Task to complete:
The answer is to be the full listing, unchanged in every line.
*** Block opens ***
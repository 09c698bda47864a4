//! UI effects emitted by the engine
//!
//! The engine never touches the DOM. Every operation returns a list of
//! effects in the order they must be applied; the browser adapter (or a test)
//! interprets them.

use serde::Serialize;
use crate::content::{ContentAction, Sound};
use crate::math::Rect;
use super::{WindowId, WindowKind};

/// Which gesture a set of document listeners belongs to
#[derive(Clone, Copy, Debug, PartialEq, Eq, Serialize)]
#[serde(rename_all = "lowercase")]
pub enum GestureKind {
    Drag,
    Resize,
}

/// A single UI side effect
#[derive(Clone, Debug, PartialEq, Serialize)]
#[serde(tag = "type", rename_all = "camelCase", rename_all_fields = "camelCase")]
pub enum Effect {
    /// Build the window element (overlay, frame, title bar, body)
    CreateElement {
        window_id: WindowId,
        kind: WindowKind,
        title: String,
        /// Maximize button is clickable
        maximize_enabled: bool,
    },
    /// Show or hide the whole element (`display`)
    SetVisible { window_id: WindowId, visible: bool },
    /// Toggle the `minimized` class
    SetMinimized { window_id: WindowId, minimized: bool },
    /// Toggle the `maximized` class
    SetMaximized { window_id: WindowId, maximized: bool },
    /// Apply left/top/width/height; `centered` keeps the centering transform
    SetGeometry {
        window_id: WindowId,
        rect: Rect,
        centered: bool,
    },
    /// Apply stacking order
    SetZOrder { window_id: WindowId, z_order: u32 },
    /// Create the 8 resize affordances
    InstallResizeHandles { window_id: WindowId },
    /// Remove every resize affordance
    RemoveResizeHandles { window_id: WindowId },
    /// Add document-level pointer-move/pointer-up listeners for a gesture
    AttachDocumentListeners {
        window_id: WindowId,
        gesture: GestureKind,
    },
    /// Remove the document-level listeners of the active gesture
    DetachDocumentListeners { window_id: WindowId },
    /// Title bar cursor: `grabbing` while dragging, `move` otherwise
    SetDragCursor { window_id: WindowId, grabbing: bool },
    /// Forward a content action to the panel inside the window
    Content {
        window_id: WindowId,
        action: ContentAction,
    },
    /// Remove the element and its overlay from the document
    RemoveElement { window_id: WindowId },
    /// Disable pointer events on the page for a short time
    BlockPointerEvents { duration_ms: f64 },
    /// Play a system sound not tied to a window
    PlaySound { sound: Sound },
    /// Navigate the page to `url`
    Reload { url: String },
}

impl Effect {
    /// Window this effect targets, if any
    pub fn window_id(&self) -> Option<WindowId> {
        match self {
            Effect::CreateElement { window_id, .. }
            | Effect::SetVisible { window_id, .. }
            | Effect::SetMinimized { window_id, .. }
            | Effect::SetMaximized { window_id, .. }
            | Effect::SetGeometry { window_id, .. }
            | Effect::SetZOrder { window_id, .. }
            | Effect::InstallResizeHandles { window_id }
            | Effect::RemoveResizeHandles { window_id }
            | Effect::AttachDocumentListeners { window_id, .. }
            | Effect::DetachDocumentListeners { window_id }
            | Effect::SetDragCursor { window_id, .. }
            | Effect::Content { window_id, .. }
            | Effect::RemoveElement { window_id } => Some(*window_id),
            Effect::BlockPointerEvents { .. } | Effect::PlaySound { .. } | Effect::Reload { .. } => None,
        }
    }
}

#[cfg(test)]
mod tests {
    use super::*;

    #[test]
    fn test_effect_serializes_tagged() {
        let effect = Effect::SetGeometry {
            window_id: 7,
            rect: Rect::new(1.0, 2.0, 300.0, 200.0),
            centered: false,
        };
        let json = serde_json::to_value(&effect).unwrap();
        assert_eq!(json["type"], "setGeometry");
        assert_eq!(json["windowId"], 7);
        assert_eq!(json["rect"]["width"], 300.0);
    }

    #[test]
    fn test_effect_window_id() {
        assert_eq!(Effect::RemoveElement { window_id: 3 }.window_id(), Some(3));
        assert_eq!(Effect::BlockPointerEvents { duration_ms: 100.0 }.window_id(), None);
        assert_eq!(Effect::Reload { url: "/".into() }.window_id(), None);
    }
}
*** Block closes ***
Exercise result:
repository 09c698bda47864a4
//! UI effects emitted by the engine
//!
//! The engine never touches the DOM. Every operation returns a list of
//! effects in the order they must be applied; the browser adapter (or a test)
//! interprets them.

use serde::Serialize;
use crate::content::{ContentAction, Sound};
use crate::math::Rect;
use super::{WindowId, WindowKind};

/// Which gesture a set of document listeners belongs to
#[derive(Clone, Copy, Debug, PartialEq, Eq, Serialize)]
#[serde(rename_all = "lowercase")]
pub enum GestureKind {
    Drag,
    Resize,
}

/// A single UI side effect
#[derive(Clone, Debug, PartialEq, Serialize)]
#[serde(tag = "type", rename_all = "camelCase", rename_all_fields = "camelCase")]
pub enum Effect {
    /// Build the window element (overlay, frame, title bar, body)
    CreateElement {
        window_id: WindowId,
        kind: WindowKind,
        title: String,
        /// Maximize button is clickable
        maximize_enabled: bool,
    },
    /// Show or hide the whole element (`display`)
    SetVisible { window_id: WindowId, visible: bool },
    /// Toggle the `minimized` class
    SetMinimized { window_id: WindowId, minimized: bool },
    /// Toggle the `maximized` class
    SetMaximized { window_id: WindowId, maximized: bool },
    /// Apply left/top/width/height; `centered` keeps the centering transform
    SetGeometry {
        window_id: WindowId,
        rect: Rect,
        centered: bool,
    },
    /// Apply stacking order
    SetZOrder { window_id: WindowId, z_order: u32 },
    /// Create the 8 resize affordances
    InstallResizeHandles { window_id: WindowId },
    /// Remove every resize affordance
    RemoveResizeHandles { window_id: WindowId },
    /// Add document-level pointer-move/pointer-up listeners for a gesture
    AttachDocumentListeners {
        window_id: WindowId,
        gesture: GestureKind,
    },
    /// Remove the document-level listeners of the active gesture
    DetachDocumentListeners { window_id: WindowId },
    /// Title bar cursor: `grabbing` while dragging, `move` otherwise
    SetDragCursor { window_id: WindowId, grabbing: bool },
    /// Forward a content action to the panel inside the window
    Content {
        window_id: WindowId,
        action: ContentAction,
    },
    /// Remove the element and its overlay from the document
    RemoveElement { window_id: WindowId },
    /// Disable pointer events on the page for a short time
    BlockPointerEvents { duration_ms: f64 },
    /// Play a system sound not tied to a window
    PlaySound { sound: Sound },
    /// Navigate the page to `url`
    Reload { url: String },
}

impl Effect {
    /// Window this effect targets, if any
    pub fn window_id(&self) -> Option<WindowId> {
        match self {
            Effect::CreateElement { window_id, .. }
            | Effect::SetVisible { window_id, .. }
            | Effect::SetMinimized { window_id, .. }
            | Effect::SetMaximized { window_id, .. }
            | Effect::SetGeometry { window_id, .. }
            | Effect::SetZOrder { window_id, .. }
            | Effect::InstallResizeHandles { window_id }
            | Effect::RemoveResizeHandles { window_id }
            | Effect::AttachDocumentListeners { window_id, .. }
            | Effect::DetachDocumentListeners { window_id }
            | Effect::SetDragCursor { window_id, .. }
            | Effect::Content { window_id, .. }
            | Effect::RemoveElement { window_id } => Some(*window_id),
            Effect::BlockPointerEvents { .. } | Effect::PlaySound { .. } | Effect::Reload { .. } => None,
        }
    }
}

#[cfg(test)]
mod tests {
    use super::*;

    #[test]
    fn test_effect_serializes_tagged() {
        let effect = Effect::SetGeometry {
            window_id: 7,
            rect: Rect::new(1.0, 2.0, 300.0, 200.0),
            centered: false,
        };
        let json = serde_json::to_value(&effect).unwrap();
        assert_eq!(json["type"], "setGeometry");
        assert_eq!(json["windowId"], 7);
        assert_eq!(json["rect"]["width"], 300.0);
    }

    #[test]
    fn test_effect_window_id() {
        assert_eq!(Effect::RemoveElement { window_id: 3 }.window_id(), Some(3));
        assert_eq!(Effect::BlockPointerEvents { duration_ms: 100.0 }.window_id(), None);
        assert_eq!(Effect::Reload { url: "/".into() }.window_id(), None);
    }
}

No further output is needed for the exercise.